#### WORK INSTRUCTIONS:
Filter these records by the string "server", copying each line that holds it.

◆ ◆ ◆ ◆ ◆

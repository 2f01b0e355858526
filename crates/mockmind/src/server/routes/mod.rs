//! API routes for the interview server

pub mod health;
pub mod interviews;
pub mod reports;

use axum::{
    body::Bytes,
    routing::{get, post},
    Router,
};
use serde_json::Value;
use uuid::Uuid;

use crate::error::{Error, FieldError, Result};
use crate::server::state::AppState;

/// Build all API routes
pub fn api_routes() -> Router<AppState> {
    Router::new()
        // Interview lifecycle
        .route("/interviews/start", post(interviews::start_interview))
        .route("/interviews/:session_id/answer", post(interviews::submit_answer))
        .route("/interviews/:session_id/end", post(interviews::end_interview))
        .route("/interviews/:session_id/status", get(interviews::session_status))
        // Reports
        .route("/reports/:report_id", get(reports::get_report))
        // Health and stats
        .route("/health/ollama", get(health::llm_health))
        .route("/stats", get(health::stats))
}

/// Parse a raw body as JSON. An empty body is treated as `null` so the schema
/// reports it as a non-object.
pub(crate) fn json_body(body: &Bytes) -> Result<Value> {
    if body.iter().all(u8::is_ascii_whitespace) {
        return Ok(Value::Null);
    }

    serde_json::from_slice(body).map_err(|e| {
        Error::validation(
            "Validation failed",
            vec![FieldError::new("body", format!("Malformed JSON: {}", e))],
        )
    })
}

/// Ids that are not UUIDs cannot exist
pub(crate) fn parse_session_id(raw: &str) -> Result<Uuid> {
    Uuid::parse_str(raw).map_err(|_| Error::SessionNotFound(raw.to_string()))
}

pub(crate) fn parse_report_id(raw: &str) -> Result<Uuid> {
    Uuid::parse_str(raw).map_err(|_| Error::ReportNotFound(raw.to_string()))
}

◆ ◆ ◆ ◆ ◆

#### OUTPUT:
filename crates/mockmind/src/server/routes/mod.rs
//! API routes for the interview server
use crate::server::state::AppState;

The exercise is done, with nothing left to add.